PRO TIP: Before you read further, think about your smoke and carbon monoxide detectors. Do you have them? Are they in working order? If not, stop reading and get yourself a carbon monoxide detector then come back over here and read what happened to us. 

(We didn’t have a plan.) Being the gen-x’ers-on-the-millenial-border we are, we Google’d the obvious. We needed to get out and call 911.

Thank goodness we have a Carbon Monoxide Detector.

It took us an incredibly longer than I like to admit time for me to scoop up the babies and wake the big kids while Greg grabbed the dogs and car seats.

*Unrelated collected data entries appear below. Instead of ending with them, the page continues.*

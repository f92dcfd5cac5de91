//! Lineage resolution: turns a message tree into the ordered transcript the
//! upstream provider sees.
//!
//! Replies, edits and regenerations are siblings in a per-thread tree, so the
//! prompt for any message is the chain of ancestors from the thread root down
//! to it, never the flat list of everything in the thread.

use std::collections::HashSet;
use std::sync::Arc;

use base64::engine::general_purpose::STANDARD as BASE64;
use base64::Engine as _;
use serde::Serialize;
use tracing::{debug, warn};

use crate::db::{BlobStore, ChatStore};
use crate::errors::AppError;
use crate::models::{Message, MessageRole};

// ── Transcript ────────────────────────────────────────────────────────────────

/// One role-tagged entry of a transcript. Serialises as an OpenAI chat message.
#[derive(Debug, Clone, PartialEq, Serialize)]
pub struct TranscriptEntry {
    pub role: MessageRole,
    pub content: EntryContent,
}

impl TranscriptEntry {
    pub fn text(role: MessageRole, text: impl Into<String>) -> Self {
        Self { role, content: EntryContent::Text(text.into()) }
    }
}

#[derive(Debug, Clone, PartialEq, Serialize)]
#[serde(untagged)]
pub enum EntryContent {
    Text(String),
    Parts(Vec<ContentPart>),
}

#[derive(Debug, Clone, PartialEq, Serialize)]
#[serde(tag = "type", rename_all = "snake_case")]
pub enum ContentPart {
    Text { text: String },
    ImageUrl { image_url: ImageUrl },
    File { file: FileData },
}

#[derive(Debug, Clone, PartialEq, Serialize)]
pub struct ImageUrl {
    pub url: String,
}

#[derive(Debug, Clone, PartialEq, Serialize)]
pub struct FileData {
    pub filename: String,
    pub file_data: String,
}

// ── Attachments ───────────────────────────────────────────────────────────────

#[derive(Debug, Clone, Copy, PartialEq, Eq)]
enum AttachmentKind {
    Image,
    File,
}

/// Supported attachment types, keyed by file extension.
fn attachment_mime(file_name: &str) -> Result<(&'static str, AttachmentKind), AppError> {
    let extension = file_name
        .rsplit_once('.')
        .map(|(_, ext)| ext.to_ascii_lowercase())
        .unwrap_or_default();
    match extension.as_str() {
        "jpg" | "jpeg" => Ok(("image/jpeg", AttachmentKind::Image)),
        "png" => Ok(("image/png", AttachmentKind::Image)),
        "pdf" => Ok(("application/pdf", AttachmentKind::File)),
        _ => Err(AppError::UnsupportedAttachment { file_name: file_name.to_string() }),
    }
}

// ── Resolver ──────────────────────────────────────────────────────────────────

#[derive(Clone)]
pub struct LineageResolver {
    store: Arc<dyn ChatStore>,
    blobs: Arc<dyn BlobStore>,
    attachment_base_path: String,
    max_depth: usize,
}

impl LineageResolver {
    pub fn new(
        store: Arc<dyn ChatStore>,
        blobs: Arc<dyn BlobStore>,
        attachment_base_path: impl Into<String>,
        max_depth: usize,
    ) -> Self {
        Self {
            store,
            blobs,
            attachment_base_path: attachment_base_path.into(),
            max_depth,
        }
    }

    /// Ancestor chain of `leaf_message_id`, root first.
    ///
    /// Fails with `MessageNotFound`/`Forbidden` when the leaf is missing or not
    /// owned by the caller, `DanglingParent` when a parent pointer leads
    /// nowhere, `LineageCycle` when a pointer revisits a message and
    /// `LineageTooDeep` when the chain outgrows the configured depth.
    pub async fn lineage(&self, owner_user_id: &str, leaf_message_id: &str) -> Result<Vec<Message>, AppError> {
        let leaf = self
            .store
            .find_message(leaf_message_id)
            .await?
            .ok_or_else(|| AppError::message_not_found(leaf_message_id))?;
        if leaf.owner_user_id != owner_user_id {
            return Err(AppError::forbidden("message", leaf_message_id));
        }

        let mut seen = HashSet::from([leaf.id.clone()]);
        let mut chain = vec![leaf];

        loop {
            let Some(current) = chain.last() else {
                break;
            };
            let Some(parent_id) = current.parent_message_id.clone() else {
                break;
            };
            if !seen.insert(parent_id.clone()) {
                warn!("Lineage of {leaf_message_id} revisits {parent_id}");
                return Err(AppError::LineageCycle {
                    leaf_id: leaf_message_id.to_string(),
                    repeated_id: parent_id,
                });
            }
            if chain.len() >= self.max_depth {
                warn!("Lineage of {leaf_message_id} exceeds {} messages", self.max_depth);
                return Err(AppError::LineageTooDeep {
                    leaf_id: leaf_message_id.to_string(),
                    max_depth: self.max_depth,
                });
            }

            let parent = self.store.find_message(&parent_id).await?.ok_or_else(|| {
                AppError::DanglingParent { message_id: current.id.clone(), parent_id: parent_id.clone() }
            })?;
            if parent.owner_user_id != owner_user_id {
                return Err(AppError::forbidden("message", parent.id));
            }
            chain.push(parent);
        }

        chain.reverse();
        Ok(chain)
    }

    /// Ordered transcript ending at `leaf_message_id`, with attachments inlined.
    pub async fn build_transcript(
        &self,
        owner_user_id: &str,
        leaf_message_id: &str,
    ) -> Result<Vec<TranscriptEntry>, AppError> {
        let lineage = self.lineage(owner_user_id, leaf_message_id).await?;

        let mut transcript = Vec::with_capacity(lineage.len());
        for message in &lineage {
            transcript.push(self.entry_for(message).await?);
        }

        debug!(
            "Built transcript of {} entries for leaf {leaf_message_id}",
            transcript.len()
        );
        Ok(transcript)
    }

    /// Prompt context for (re)generating `message_id`: the transcript up to its
    /// parent, or empty for a root. The message itself is never included.
    pub async fn context_for_regeneration(
        &self,
        owner_user_id: &str,
        message_id: &str,
    ) -> Result<Vec<TranscriptEntry>, AppError> {
        let message = self
            .store
            .find_message(message_id)
            .await?
            .ok_or_else(|| AppError::message_not_found(message_id))?;
        if message.owner_user_id != owner_user_id {
            return Err(AppError::forbidden("message", message_id));
        }

        match message.parent_message_id.as_deref() {
            Some(parent_id) => self.build_transcript(owner_user_id, parent_id).await,
            None => Ok(Vec::new()),
        }
    }

    async fn entry_for(&self, message: &Message) -> Result<TranscriptEntry, AppError> {
        if message.role != MessageRole::User || message.attachments.is_empty() {
            return Ok(TranscriptEntry::text(message.role, message.parts.content.clone()));
        }

        if message.meta.edited && message.meta.original_message_id.as_deref().unwrap_or("").is_empty() {
            warn!(
                "Edited message {} has no original message id, reading attachments under its own id",
                message.id
            );
        }
        let owner_id = message.attachment_owner_id();

        let mut parts = Vec::with_capacity(message.attachments.len() + 1);
        parts.push(ContentPart::Text { text: message.parts.content.clone() });

        for file_name in &message.attachments {
            let (mime, kind) = attachment_mime(file_name)?;
            let bytes = self
                .blobs
                .read(&self.attachment_base_path, owner_id, file_name)
                .await?;
            let data_url = format!("data:{mime};base64,{}", BASE64.encode(&bytes));

            parts.push(match kind {
                AttachmentKind::Image => ContentPart::ImageUrl { image_url: ImageUrl { url: data_url } },
                AttachmentKind::File => ContentPart::File {
                    file: FileData { filename: file_name.clone(), file_data: data_url },
                },
            });
        }

        Ok(TranscriptEntry { role: message.role, content: EntryContent::Parts(parts) })
    }
}

#[cfg(test)]
mod tests {
    use super::*;
    use crate::models::{MessageParts, MessageStatus};
    use crate::testing::{MemoryBlobStore, MemoryStore};

    const OWNER: &str = "user-1";

    fn message(id: &str, parent: Option<&str>, role: MessageRole, content: &str) -> Message {
        let mut m = Message::new(
            "thread-1".into(),
            parent.map(str::to_owned),
            OWNER.into(),
            role,
            MessageStatus::Completed,
            MessageParts::text(content),
        );
        m.id = id.into();
        m
    }

    fn resolver(store: &Arc<MemoryStore>, blobs: &Arc<MemoryBlobStore>) -> LineageResolver {
        LineageResolver::new(store.clone(), blobs.clone(), "messages", 100)
    }

    #[tokio::test]
    async fn edited_message_reads_attachments_from_original() {
        let store = Arc::new(MemoryStore::default());
        let blobs = Arc::new(MemoryBlobStore::default());

        let mut m1 = message("m1", None, MessageRole::User, "look at this");
        m1.attachments = vec!["a.png".into()];
        let mut m2 = message("m2", Some("m1"), MessageRole::User, "look again");
        m2.attachments = vec!["a.png".into()];
        m2.meta.edited = true;
        m2.meta.original_message_id = Some("m1".into());
        let m3 = message("m3", Some("m2"), MessageRole::Assistant, "a cat");
        store.put_messages([m1, m2, m3]);
        blobs.put("messages", "m1", "a.png", b"\x89PNG");

        let transcript = resolver(&store, &blobs).build_transcript(OWNER, "m3").await.unwrap();

        assert_eq!(transcript.len(), 3);
        let EntryContent::Parts(parts) = &transcript[1].content else {
            panic!("edited entry should carry parts");
        };
        assert_eq!(parts[0], ContentPart::Text { text: "look again".into() });
        assert_eq!(
            parts[1],
            ContentPart::ImageUrl {
                image_url: ImageUrl { url: format!("data:image/png;base64,{}", BASE64.encode(b"\x89PNG")) }
            }
        );
        assert_eq!(transcript[2], TranscriptEntry::text(MessageRole::Assistant, "a cat"));
        assert_eq!(blobs.reads(), vec!["messages/m1/a.png".to_string(); 2]);
    }

    #[tokio::test]
    async fn pdf_attachments_are_inlined_as_files() {
        let store = Arc::new(MemoryStore::default());
        let blobs = Arc::new(MemoryBlobStore::default());
        let mut m1 = message("m1", None, MessageRole::User, "summarise");
        m1.attachments = vec!["report.pdf".into()];
        store.put_messages([m1]);
        blobs.put("messages", "m1", "report.pdf", b"%PDF");

        let transcript = resolver(&store, &blobs).build_transcript(OWNER, "m1").await.unwrap();
        let json = serde_json::to_value(&transcript[0]).unwrap();
        assert_eq!(json["role"], "user");
        assert_eq!(json["content"][0]["type"], "text");
        assert_eq!(json["content"][1]["type"], "file");
        assert_eq!(json["content"][1]["file"]["filename"], "report.pdf");
        assert!(json["content"][1]["file"]["file_data"]
            .as_str()
            .unwrap()
            .starts_with("data:application/pdf;base64,"));
    }

    #[tokio::test]
    async fn unsupported_attachment_aborts_transcript() {
        let store = Arc::new(MemoryStore::default());
        let blobs = Arc::new(MemoryBlobStore::default());
        let mut m1 = message("m1", None, MessageRole::User, "run this");
        m1.attachments = vec!["script.exe".into()];
        store.put_messages([m1]);

        let err = resolver(&store, &blobs).build_transcript(OWNER, "m1").await.unwrap_err();
        assert!(matches!(err, AppError::UnsupportedAttachment { .. }));
    }

    #[tokio::test]
    async fn missing_blob_aborts_transcript() {
        let store = Arc::new(MemoryStore::default());
        let blobs = Arc::new(MemoryBlobStore::default());
        let mut m1 = message("m1", None, MessageRole::User, "see");
        m1.attachments = vec!["gone.jpg".into()];
        store.put_messages([m1]);

        let err = resolver(&store, &blobs).build_transcript(OWNER, "m1").await.unwrap_err();
        assert!(matches!(err, AppError::MissingAttachment { .. }));
    }

    #[tokio::test]
    async fn cycle_is_rejected() {
        let store = Arc::new(MemoryStore::default());
        let blobs = Arc::new(MemoryBlobStore::default());
        store.put_messages([
            message("a", Some("c"), MessageRole::User, "a"),
            message("b", Some("a"), MessageRole::Assistant, "b"),
            message("c", Some("b"), MessageRole::User, "c"),
        ]);

        let err = resolver(&store, &blobs).build_transcript(OWNER, "c").await.unwrap_err();
        assert!(matches!(err, AppError::LineageCycle { .. }));
    }

    #[tokio::test]
    async fn deep_acyclic_chain_hits_depth_cap() {
        let store = Arc::new(MemoryStore::default());
        let blobs = Arc::new(MemoryBlobStore::default());
        store.put_messages([
            message("a", None, MessageRole::User, "a"),
            message("b", Some("a"), MessageRole::Assistant, "b"),
            message("c", Some("b"), MessageRole::User, "c"),
        ]);
        let shallow = LineageResolver::new(store.clone(), blobs.clone(), "messages", 2);

        let err = shallow.build_transcript(OWNER, "c").await.unwrap_err();
        assert!(matches!(err, AppError::LineageTooDeep { max_depth: 2, .. }));
        assert!(err.is_lineage());

        let exact = LineageResolver::new(store.clone(), blobs.clone(), "messages", 3);
        assert_eq!(exact.lineage(OWNER, "c").await.unwrap().len(), 3);
    }

    #[tokio::test]
    async fn dangling_parent_is_rejected() {
        let store = Arc::new(MemoryStore::default());
        let blobs = Arc::new(MemoryBlobStore::default());
        store.put_messages([message("b", Some("missing"), MessageRole::User, "b")]);

        let err = resolver(&store, &blobs).build_transcript(OWNER, "b").await.unwrap_err();
        assert!(matches!(err, AppError::DanglingParent { .. }));
        assert!(err.is_lineage());
    }

    #[tokio::test]
    async fn leaf_access_is_owner_checked() {
        let store = Arc::new(MemoryStore::default());
        let blobs = Arc::new(MemoryBlobStore::default());
        store.put_messages([message("m1", None, MessageRole::User, "hi")]);
        let resolver = resolver(&store, &blobs);

        assert!(resolver.build_transcript("someone-else", "m1").await.unwrap_err().is_forbidden());
        assert!(resolver.build_transcript(OWNER, "nope").await.unwrap_err().is_not_found());
    }

    #[tokio::test]
    async fn regeneration_context_excludes_the_message_itself() {
        let store = Arc::new(MemoryStore::default());
        let blobs = Arc::new(MemoryBlobStore::default());
        store.put_messages([
            message("sys", None, MessageRole::System, "be brief"),
            message("m1", Some("sys"), MessageRole::User, "hello"),
            message("m2", Some("m1"), MessageRole::Assistant, "stale answer"),
        ]);
        let resolver = resolver(&store, &blobs);

        let context = resolver.context_for_regeneration(OWNER, "m2").await.unwrap();
        assert_eq!(
            context,
            vec![
                TranscriptEntry::text(MessageRole::System, "be brief"),
                TranscriptEntry::text(MessageRole::User, "hello"),
            ]
        );
        assert!(resolver.context_for_regeneration(OWNER, "sys").await.unwrap().is_empty());
    }
}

I got the kids out, but didn’t know where Greg was, so I started to shake and cry, yelling into the back and front doors while my four kids sat on our porch in the middle of the night. Arianna finally spotted him, bringing our van to the front of the house (from our detached garage). Lesson 1? Have a plan and practice it. Time ourselves and get better at it. Have keys handy!

I got 911 on the phone (the 3rd time in my life to call) and somehow calmly explained / answered their questions. The fire whistle blew and the kids started to ask questions. Greg had them all buckled in and drove them out of the way of the trucks.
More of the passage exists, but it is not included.